Segundo ele, o farmacêutico desempenha papel estratégico nesse processo. “O farmacêutico é um elo fundamental entre o médico e o paciente. Sua atuação contribui para o uso racional dos medicamentos, para a adesão ao tratamento e para a segurança dos pacientes durante toda a jornada terapêutica.

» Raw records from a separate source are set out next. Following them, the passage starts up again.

// Turn banner: whose turn it is and whether the action is a pick or a ban.
//
// The terminal "Draft Complete" state suppresses turn and phase entirely.

use ratatui::layout::Rect;
use ratatui::style::{Color, Modifier, Style};
use ratatui::text::{Line, Span};
use ratatui::widgets::{Block, Borders, Paragraph};
use ratatui::Frame;

use crate::draft::session::Team;
use crate::tui::ViewState;
use crate::view::TurnBanner;

/// Render the turn banner area.
pub fn render(frame: &mut Frame, area: Rect, state: &ViewState) {
    let line = banner_line(&state.banner);
    let paragraph =
        Paragraph::new(line).block(Block::default().borders(Borders::ALL).title("Draft"));
    frame.render_widget(paragraph, area);
}

fn banner_line(banner: &TurnBanner) -> Line<'static> {
    match banner {
        TurnBanner::Inactive => Line::from(Span::styled(
            " No active draft. Press 'n' to start one.",
            Style::default().fg(Color::DarkGray),
        )),
        TurnBanner::Active { team, phase } => {
            let color = match team {
                Team::Radiant => Color::Green,
                Team::Dire => Color::Red,
            };
            Line::from(vec![
                Span::styled(
                    format!(" {}'s Turn", team),
                    Style::default().fg(color).add_modifier(Modifier::BOLD),
                ),
                Span::raw("  |  "),
                Span::styled(format!("Phase: {}", phase), Style::default().fg(Color::White)),
            ])
        }
        TurnBanner::Complete => Line::from(Span::styled(
            " Draft Complete!",
            Style::default().fg(Color::Yellow).add_modifier(Modifier::BOLD),
        )),
    }
}

/// Plain-text banner content (for testing).
pub fn banner_text(banner: &TurnBanner) -> String {
    banner_line(banner)
        .spans
        .iter()
        .map(|span| span.content.as_ref())
        .collect::<String>()
        .trim()
        .to_string()
}

// ---------------------------------------------------------------------------
// Tests
// ---------------------------------------------------------------------------
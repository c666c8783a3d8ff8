// Pick/ban confirmation overlay widget.
//
// Renders a centered modal dialog showing the computed intent (action, hero,
// acting team) before anything is sent to the authority. Displayed on top of
// the main layout while `ViewState::confirm` is set.

use ratatui::layout::{Constraint, Flex, Layout, Rect};
use ratatui::style::{Color, Modifier, Style};
use ratatui::text::{Line, Span};
use ratatui::widgets::{Block, Borders, Clear, Paragraph};
use ratatui::Frame;

use crate::protocol::ConfirmPrompt;

const DIALOG_HEIGHT: u16 = 5;
const MIN_DIALOG_WIDTH: u16 = 30;

/// Render the confirmation overlay centered on the screen.
pub fn render(frame: &mut Frame, area: Rect, prompt: &ConfirmPrompt) {
    let text = prompt_text(prompt);
    let width = (text.len() as u16 + 6).max(MIN_DIALOG_WIDTH);
    let dialog_area = centered_rect(width, DIALOG_HEIGHT, area);

    // Clear the area behind the dialog so it renders cleanly on top
    frame.render_widget(Clear, dialog_area);

    let block = Block::default()
        .borders(Borders::ALL)
        .border_style(Style::default().fg(Color::Yellow))
        .title(Span::styled(
            " Confirm ",
            Style::default().fg(Color::Yellow).add_modifier(Modifier::BOLD),
        ));

    let line = Line::from(vec![
        Span::raw(format!("  {} (", text)),
        Span::styled("y", Style::default().fg(Color::Green).add_modifier(Modifier::BOLD)),
        Span::raw("/"),
        Span::styled("n", Style::default().fg(Color::Red).add_modifier(Modifier::BOLD)),
        Span::raw(")"),
    ]);

    let paragraph = Paragraph::new(line)
        .block(block)
        .style(Style::default().bg(Color::Black));

    frame.render_widget(paragraph, dialog_area);
}

/// The dialog's question, e.g. `BAN Axe for Radiant?`.
pub fn prompt_text(prompt: &ConfirmPrompt) -> String {
    format!("{} {} for {}?", prompt.phase, prompt.hero_name, prompt.team)
}

/// Compute a centered rectangle of the given size within `area`.
///
/// If the area is too small, the dialog is clamped to the available space.
fn centered_rect(width: u16, height: u16, area: Rect) -> Rect {
    let clamped_width = width.min(area.width);
    let clamped_height = height.min(area.height);

    let vertical = Layout::vertical([Constraint::Length(clamped_height)])
        .flex(Flex::Center)
        .split(area);

    let horizontal = Layout::horizontal([Constraint::Length(clamped_width)])
        .flex(Flex::Center)
        .split(vertical[0]);

    horizontal[0]
}

// ---------------------------------------------------------------------------
// Tests
// ---------------------------------------------------------------------------
// Hero catalog entry and primary attribute classification.

use serde::{Deserialize, Serialize};
use std::fmt;

/// A hero's primary attribute, used for grouping and filtering the roster.
///
/// The wire format uses SCREAMING_SNAKE_CASE to match the authority's JSON
/// (`"STRENGTH"`, `"AGILITY"`, ...).
#[derive(Debug, Clone, Copy, PartialEq, Eq, Hash, Serialize, Deserialize)]
#[serde(rename_all = "SCREAMING_SNAKE_CASE")]
pub enum HeroAttribute {
    Strength,
    Agility,
    Intelligence,
    Universal,
}

/// The fixed display ordering for attribute groups in the roster view.
pub const ATTRIBUTE_ORDER: [HeroAttribute; 4] = [
    HeroAttribute::Strength,
    HeroAttribute::Agility,
    HeroAttribute::Intelligence,
    HeroAttribute::Universal,
];

impl HeroAttribute {
    /// Short display label for panel titles and the filter indicator.
    pub fn label(&self) -> &'static str {
        match self {
            HeroAttribute::Strength => "STR",
            HeroAttribute::Agility => "AGI",
            HeroAttribute::Intelligence => "INT",
            HeroAttribute::Universal => "UNI",
        }
    }

    /// The next attribute in the filter cycle, wrapping to `None` after the
    /// last entry. `None` means "all attributes".
    pub fn cycle(current: Option<HeroAttribute>) -> Option<HeroAttribute> {
        match current {
            None => Some(ATTRIBUTE_ORDER[0]),
            Some(attr) => {
                let idx = ATTRIBUTE_ORDER.iter().position(|a| *a == attr);
                match idx {
                    Some(i) if i + 1 < ATTRIBUTE_ORDER.len() => Some(ATTRIBUTE_ORDER[i + 1]),
                    _ => None,
                }
            }
        }
    }
}

impl fmt::Display for HeroAttribute {
    fn fmt(&self, f: &mut fmt::Formatter<'_>) -> fmt::Result {
        let name = match self {
            HeroAttribute::Strength => "Strength",
            HeroAttribute::Agility => "Agility",
            HeroAttribute::Intelligence => "Intelligence",
            HeroAttribute::Universal => "Universal",
        };
        write!(f, "{}", name)
    }
}

/// A single entry in the hero catalog.
///
/// Heroes are immutable once loaded; the whole collection is replaced
/// wholesale on sync, never merged.
#[derive(Debug, Clone, PartialEq, Serialize, Deserialize)]
#[serde(rename_all = "camelCase")]
pub struct Hero {
    /// Stable catalog identifier assigned by the roster source.
    pub id: i64,
    /// Display name.
    pub name: String,
    pub primary_attribute: HeroAttribute,
    /// Portrait reference. May be unreachable; it is display-only and never
    /// fetched by this client.
    #[serde(default)]
    pub image_url: String,
}

// ---------------------------------------------------------------------------
// Tests
// ---------------------------------------------------------------------------

#[cfg(test)]
mod tests {
    use super::*;

    #[test]
    fn attribute_wire_format_is_screaming_snake() {
        let json = serde_json::to_string(&HeroAttribute::Intelligence).unwrap();
        assert_eq!(json, "\"INTELLIGENCE\"");
        let back: HeroAttribute = serde_json::from_str("\"UNIVERSAL\"").unwrap();
        assert_eq!(back, HeroAttribute::Universal);
    }

    #[test]
    fn hero_deserializes_camel_case_payload() {
        let json = r#"{
            "id": 14,
            "name": "Pudge",
            "primaryAttribute": "STRENGTH",
            "imageUrl": "https://cdn.example.com/pudge.png"
        }"#;
        let hero: Hero = serde_json::from_str(json).unwrap();
        assert_eq!(hero.id, 14);
        assert_eq!(hero.name, "Pudge");
        assert_eq!(hero.primary_attribute, HeroAttribute::Strength);
        assert_eq!(hero.image_url, "https://cdn.example.com/pudge.png");
    }

    #[test]
    fn hero_tolerates_missing_image_url() {
        let json = r#"{"id": 1, "name": "Axe", "primaryAttribute": "STRENGTH"}"#;
        let hero: Hero = serde_json::from_str(json).unwrap();
        assert!(hero.image_url.is_empty());
    }

    #[test]
    fn attribute_cycle_covers_all_and_wraps() {
        let mut current = None;
        let mut seen = Vec::new();
        for _ in 0..ATTRIBUTE_ORDER.len() {
            current = HeroAttribute::cycle(current);
            seen.push(current.unwrap());
        }
        assert_eq!(seen, ATTRIBUTE_ORDER);
        assert_eq!(HeroAttribute::cycle(current), None);
    }
}
// ---------------------------------------------------------------------------
// Tests
// ---------------------------------------------------------------------------

#[cfg(test)]
mod tests {
    use super::*;
    use std::sync::Mutex;

    use async_trait::async_trait;
    use tokio::sync::Notify;

    use crate::draft::hero::{Hero, HeroAttribute};
    use crate::draft::session::DraftSnapshot;
    use crate::net::ApiError;

    /// In-process authority fake: records calls, answers from a canned
    /// script, and can hold a response open behind a `Notify` gate.
    struct FakeAuthority {
        calls: Mutex<Vec<String>>,
        reject_with: Option<String>,
        gate: Option<Arc<Notify>>,
    }

    impl FakeAuthority {
        fn accepting() -> Self {
            FakeAuthority { calls: Mutex::new(Vec::new()), reject_with: None, gate: None }
        }

        fn rejecting(message: &str) -> Self {
            FakeAuthority {
                calls: Mutex::new(Vec::new()),
                reject_with: Some(message.to_string()),
                gate: None,
            }
        }

        fn gated(gate: Arc<Notify>) -> Self {
            FakeAuthority {
                calls: Mutex::new(Vec::new()),
                reject_with: None,
                gate: Some(gate),
            }
        }

        fn calls(&self) -> Vec<String> {
            self.calls.lock().unwrap().clone()
        }

        async fn respond(&self, call: String, draft_id: i64) -> Result<DraftSnapshot, ApiError> {
            self.calls.lock().unwrap().push(call);
            if let Some(gate) = &self.gate {
                gate.notified().await;
            }
            match &self.reject_with {
                Some(message) => Err(ApiError::Rejected { message: message.clone() }),
                None => Ok(empty_snapshot(draft_id)),
            }
        }
    }

    #[async_trait]
    impl DraftAuthority for FakeAuthority {
        async fn fetch_heroes(&self) -> Result<Vec<Hero>, ApiError> {
            self.calls.lock().unwrap().push("fetch".to_string());
            Ok(Vec::new())
        }

        async fn sync_heroes(&self) -> Result<String, ApiError> {
            self.calls.lock().unwrap().push("sync".to_string());
            Ok("synced".to_string())
        }

        async fn start_draft(&self) -> Result<DraftSnapshot, ApiError> {
            self.respond("start".to_string(), 7).await
        }

        async fn pick_hero(&self, draft_id: i64, hero_id: i64) -> Result<DraftSnapshot, ApiError> {
            self.respond(format!("pick {} {}", draft_id, hero_id), draft_id).await
        }

        async fn ban_hero(&self, draft_id: i64, hero_id: i64) -> Result<DraftSnapshot, ApiError> {
            self.respond(format!("ban {} {}", draft_id, hero_id), draft_id).await
        }
    }

    fn empty_snapshot(id: i64) -> DraftSnapshot {
        DraftSnapshot {
            id,
            start_time: None,
            radiant_picks: Vec::new(),
            dire_picks: Vec::new(),
            radiant_bans: Vec::new(),
            dire_bans: Vec::new(),
            radiant_turn: true,
            pick_phase: false,
            complete: false,
        }
    }

    fn hero(id: i64, name: &str) -> Hero {
        Hero {
            id,
            name: name.to_string(),
            primary_attribute: HeroAttribute::Strength,
            image_url: String::new(),
        }
    }

    fn roster() -> RosterStore {
        let mut store = RosterStore::new();
        store.replace_all(vec![hero(1, "Axe"), hero(2, "Mirana")]);
        store
    }

    fn setup(
        authority: FakeAuthority,
    ) -> (Arc<FakeAuthority>, ActionGateway<FakeAuthority>, mpsc::Receiver<NetEvent>) {
        let authority = Arc::new(authority);
        let (tx, rx) = mpsc::channel(16);
        let gateway = ActionGateway::new(Arc::clone(&authority), tx);
        (authority, gateway, rx)
    }

    #[tokio::test]
    async fn no_active_draft_rejects_without_network_call() {
        let (authority, mut gateway, _rx) = setup(FakeAuthority::accepting());
        let session = DraftSession::new();
        let result = gateway.request_action(&session, &roster(), 1, |_| true);
        assert_eq!(result, Err(ActionError::NoActiveDraft));
        assert!(authority.calls().is_empty());
    }

    #[tokio::test]
    async fn resolved_hero_rejects_without_network_call() {
        let (authority, mut gateway, _rx) = setup(FakeAuthority::accepting());
        let mut session = DraftSession::new();
        let mut snap = empty_snapshot(7);
        snap.radiant_bans.push(hero(1, "Axe"));
        snap.dire_picks.push(hero(2, "Mirana"));
        session.replace(snap);

        for id in [1, 2] {
            let result = gateway.request_action(&session, &roster(), id, |_| true);
            assert_eq!(result, Err(ActionError::AlreadyResolved));
        }
        assert!(authority.calls().is_empty());
    }

    #[tokio::test]
    async fn complete_draft_rejects_without_network_call() {
        let (authority, mut gateway, _rx) = setup(FakeAuthority::accepting());
        let mut session = DraftSession::new();
        let mut snap = empty_snapshot(7);
        snap.complete = true;
        session.replace(snap);

        let result = gateway.request_action(&session, &roster(), 1, |_| true);
        assert_eq!(result, Err(ActionError::DraftComplete));
        assert!(authority.calls().is_empty());
    }

    #[tokio::test]
    async fn ban_phase_intent_dispatches_ban_for_acting_team() {
        let (authority, mut gateway, mut rx) = setup(FakeAuthority::accepting());
        let mut session = DraftSession::new();
        // radiant_turn: true, pick_phase: false -> Radiant bans next.
        session.replace(empty_snapshot(7));

        let mut seen = None;
        let outcome = gateway
            .request_action(&session, &roster(), 1, |pending| {
                seen = Some(pending.clone());
                true
            })
            .unwrap();
        assert_eq!(outcome, RequestOutcome::Dispatched);

        let pending = seen.unwrap();
        assert_eq!(pending.team, Team::Radiant);
        assert_eq!(pending.phase, Phase::Ban);
        assert_eq!(pending.hero_name, "Axe");
        assert_eq!(pending.draft_id, 7);

        match rx.recv().await.unwrap() {
            NetEvent::ActionSettled { hero_id, phase, result } => {
                assert_eq!(hero_id, 1);
                assert_eq!(phase, Phase::Ban);
                assert!(result.is_ok());
            }
            other => panic!("unexpected event: {:?}", other),
        }
        assert_eq!(authority.calls(), vec!["ban 7 1".to_string()]);
    }

    #[tokio::test]
    async fn pick_phase_intent_dispatches_pick() {
        let (authority, mut gateway, mut rx) = setup(FakeAuthority::accepting());
        let mut session = DraftSession::new();
        let mut snap = empty_snapshot(9);
        snap.radiant_turn = false;
        snap.pick_phase = true;
        session.replace(snap);

        let outcome = gateway
            .request_action(&session, &roster(), 2, |pending| {
                assert_eq!(pending.team, Team::Dire);
                assert_eq!(pending.phase, Phase::Pick);
                true
            })
            .unwrap();
        assert_eq!(outcome, RequestOutcome::Dispatched);

        let _ = rx.recv().await.unwrap();
        assert_eq!(authority.calls(), vec!["pick 9 2".to_string()]);
    }

    #[tokio::test]
    async fn aborting_at_the_confirmation_seam_has_no_side_effects() {
        let (authority, mut gateway, _rx) = setup(FakeAuthority::accepting());
        let mut session = DraftSession::new();
        session.replace(empty_snapshot(7));

        let outcome = gateway.request_action(&session, &roster(), 1, |_| false).unwrap();
        assert_eq!(outcome, RequestOutcome::Aborted);
        assert!(authority.calls().is_empty());
        assert!(!gateway.action_in_flight());
    }

    #[tokio::test]
    async fn unknown_hero_name_falls_back_to_unknown() {
        let (_authority, gateway, _rx) = setup(FakeAuthority::accepting());
        let mut session = DraftSession::new();
        session.replace(empty_snapshot(7));

        let pending = gateway.prepare_action(&session, &roster(), 999).unwrap();
        assert_eq!(pending.hero_name, "Unknown");
    }

    #[tokio::test]
    async fn second_request_while_in_flight_is_rejected_locally() {
        let gate = Arc::new(Notify::new());
        let (authority, mut gateway, mut rx) = setup(FakeAuthority::gated(Arc::clone(&gate)));
        let mut session = DraftSession::new();
        session.replace(empty_snapshot(7));

        let first = gateway.request_action(&session, &roster(), 1, |_| true).unwrap();
        assert_eq!(first, RequestOutcome::Dispatched);
        assert!(gateway.action_in_flight());

        // The double-click: the first request has not settled yet.
        let second = gateway.request_action(&session, &roster(), 2, |_| true);
        assert_eq!(second, Err(ActionError::ActionInProgress));

        // Release the held response; exactly one call reached the authority.
        gate.notify_one();
        let _ = rx.recv().await.unwrap();
        assert_eq!(authority.calls().len(), 1);
    }

    #[tokio::test]
    async fn guard_clears_after_rejection_settle() {
        let (authority, mut gateway, mut rx) = setup(FakeAuthority::rejecting("Not your turn"));
        let mut session = DraftSession::new();
        session.replace(empty_snapshot(7));

        gateway.request_action(&session, &roster(), 1, |_| true).unwrap();
        let event = rx.recv().await.unwrap();
        match event {
            NetEvent::ActionSettled { result, .. } => {
                let err = result.unwrap_err();
                assert_eq!(err.to_string(), "Not your turn");
            }
            other => panic!("unexpected event: {:?}", other),
        }

        // The orchestrator clears the guard on settle; a retry then reaches
        // the authority again.
        gateway.settle();
        gateway.request_action(&session, &roster(), 2, |_| true).unwrap();
        let _ = rx.recv().await.unwrap();
        assert_eq!(authority.calls().len(), 2);
    }

    #[tokio::test]
    async fn start_draft_shares_the_single_flight_guard() {
        let gate = Arc::new(Notify::new());
        let (authority, mut gateway, mut rx) = setup(FakeAuthority::gated(Arc::clone(&gate)));

        gateway.start_draft().unwrap();
        assert_eq!(gateway.start_draft(), Err(ActionError::ActionInProgress));

        gate.notify_one();
        match rx.recv().await.unwrap() {
            NetEvent::StartSettled(result) => assert_eq!(result.unwrap().id, 7),
            other => panic!("unexpected event: {:?}", other),
        }
        assert_eq!(authority.calls(), vec!["start".to_string()]);
    }

    #[tokio::test]
    async fn dispatch_rejects_stale_pending_for_replaced_draft() {
        let (_authority, mut gateway, _rx) = setup(FakeAuthority::accepting());
        let mut session = DraftSession::new();
        session.replace(empty_snapshot(7));
        let pending = gateway.prepare_action(&session, &roster(), 1).unwrap();

        // A new draft replaced the one the prompt was about.
        session.replace(empty_snapshot(8));
        assert_eq!(
            gateway.dispatch(&session, &pending),
            Err(ActionError::NoActiveDraft)
        );
    }
}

Ampliação da concorrência começa a transformar o mercado

A aprovação de cinco novos medicamentos à base de semaglutida pela Anvisa reforça uma transformação que já vinha sendo observada no varejo farmacêutico desde o registro do Ozivy, da EMS, primeiro concorrente nacional autorizado após o fim da patente da molécula no Brasil. Com a entrada de novos fabricantes, o mercado passa a contar com mais alternativas terapêuticas, ampliando as perspectivas de disponibilidade desses medicamentos nas farmácias e fortalecendo a concorrência no segmento.
 

Os novos registros contemplam os medicamentos Zempneo (Brainfarma), Semavy (Cosmed), Orsema (Ranbaxy), Seemasun (Sun Farmacêutica) e Owozy (Ávita Care). Embora a chegada desses produtos às farmácias dependa das estratégias comerciais de cada fabricante, a ampliação do número de empresas autorizadas pela Anvisa representa um importante avanço para um mercado que movimenta bilhões de reais por ano e registra demanda crescente entre pacientes com obesidade e diabetes tipo 2.
 

Para Fábio Chacon, diretor da Farmarcas, a decisão reforça um dos principais pontos identificados pela pesquisa da Febrafar. “Os resultados mostram que o grande desafio para os GLP-1 no Brasil continua sendo o custo do tratamento. A ampliação da concorrência cria um ambiente mais favorável para que, gradualmente, esses medicamentos se tornem mais acessíveis e permitam que um número maior de pacientes consiga iniciar e manter a terapia.”
 

Segundo Chacon, a entrada de novos fabricantes também fortalece a segurança dos pacientes ao ampliar a oferta de medicamentos regularizados e aprovados pela Anvisa. “Existe uma demanda crescente por essa categoria terapêutica. Quanto maior a disponibilidade de produtos seguros, prescritos por médicos e dispensados por farmácias legalmente estabelecidas, maior será a proteção dos pacientes e menor a busca por alternativas de origem duvidosa.”
 

Para o executivo, a evolução do mercado acompanha exatamente as expectativas identificadas entre os médicos participantes da pesquisa. “Estamos vendo uma mudança importante no mercado brasileiro de GLP-1. A chegada de novos fabricantes demonstra a confiança da indústria nesse segmento e cria condições para que mais brasileiros tenham acesso a terapias reconhecidas pela comunidade médica pelos benefícios no tratamento da obesidade e do diabetes.”
 

Pesquisa ouviu médicos de todas as regiões do país

O levantamento teve abrangência nacional e contou com a participação de 544 médicos da região Sudeste, 206 do Nordeste, 169 do Sul, 96 do Centro-Oeste e 52 da região Norte. Entre os entrevistados, 59,3% eram clínicos gerais, 21,9% cardiologistas, 10,8% especialistas em Medicina de Família e Comunidade e 8% endocrinologistas.
 

A pesquisa também identificou que os médicos consideram os efeitos gastrointestinais, como náusea, constipação, vômitos e diarreia, os eventos adversos mais frequentemente relatados pelos pacientes. Ainda assim, a percepção predominante é de que os benefícios clínicos superam os riscos quando o tratamento é realizado com acompanhamento adequado.
 

Outro dado relevante é que a maior parte dos profissionais demonstrou disposição para incorporar novos medicamentos à prática clínica, desde que apresentem comprovação de qualidade, segurança e eficácia compatíveis com as terapias já consolidadas no mercado.